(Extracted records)
----
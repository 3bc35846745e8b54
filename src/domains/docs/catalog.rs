//! Document catalog types.
//!
//! A catalog is a static table mapping stable external identifiers (resource
//! URIs or tool names) to document metadata. Catalogs are built once at
//! startup from `const` entry tables and never mutated afterwards; all
//! resource and tool registration is driven from them.

use thiserror::Error;

/// A single catalog entry: one identifier backed by one markdown document.
///
/// Multiple entries may share a backing file; identifiers must be unique
/// within their catalog (enforced by [`Catalog::new`]).
#[derive(Debug, Clone, Copy, PartialEq, Eq)]
pub struct CatalogEntry {
    /// Stable external identifier. A `zenblocks://` URI for resources,
    /// a flat name token for tools.
    pub identifier: &'static str,

    /// Backing filename inside the document directory. Bare filename only,
    /// no path segments.
    pub filename: &'static str,

    /// Human-readable title, passed through to clients unmodified.
    pub title: &'static str,

    /// Human-readable description, passed through to clients unmodified.
    pub description: &'static str,

    /// MIME type of the document content.
    pub mime_type: &'static str,
}

impl CatalogEntry {
    /// Backing filename with its `.md` extension stripped.
    ///
    /// Used to derive registration keys such as `zenblocks:resources:overview`.
    pub fn slug(&self) -> &'static str {
        self.filename
            .strip_suffix(".md")
            .unwrap_or(self.filename)
    }
}

/// Errors raised while building a catalog.
#[derive(Debug, Error)]
pub enum CatalogError {
    /// Two entries declare the same identifier. First-match lookup would
    /// silently shadow the second one, so this is rejected at startup.
    #[error("duplicate catalog identifier: {0}")]
    DuplicateIdentifier(String),
}

/// An immutable lookup table over a static slice of [`CatalogEntry`] values.
///
/// Iteration order is declaration order; lookup is a linear scan returning
/// the first match. Catalogs are small (tens of entries at most).
#[derive(Debug, Clone, Copy)]
pub struct Catalog {
    entries: &'static [CatalogEntry],
}

impl Catalog {
    /// Build a catalog, validating identifier uniqueness.
    pub fn new(entries: &'static [CatalogEntry]) -> Result<Self, CatalogError> {
        for (i, entry) in entries.iter().enumerate() {
            if entries[..i].iter().any(|e| e.identifier == entry.identifier) {
                return Err(CatalogError::DuplicateIdentifier(
                    entry.identifier.to_string(),
                ));
            }
        }
        Ok(Self { entries })
    }

    /// Find the entry with the given identifier, if any.
    pub fn find(&self, identifier: &str) -> Option<&'static CatalogEntry> {
        self.entries.iter().find(|e| e.identifier == identifier)
    }

    /// All entries, in declaration order.
    pub fn entries(&self) -> &'static [CatalogEntry] {
        self.entries
    }

    /// Number of entries in the catalog.
    pub fn len(&self) -> usize {
        self.entries.len()
    }

    /// Whether the catalog has no entries.
    pub fn is_empty(&self) -> bool {
        self.entries.is_empty()
    }
}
----
- _EXERCISE_: Search the entries for the string "Catalogs" and return each line where it turns up.

- _EXERCISE RESPONSE_:
//! URIs or tool names) to document metadata. Catalogs are built once at
/// the first match. Catalogs are small (tens of entries at most).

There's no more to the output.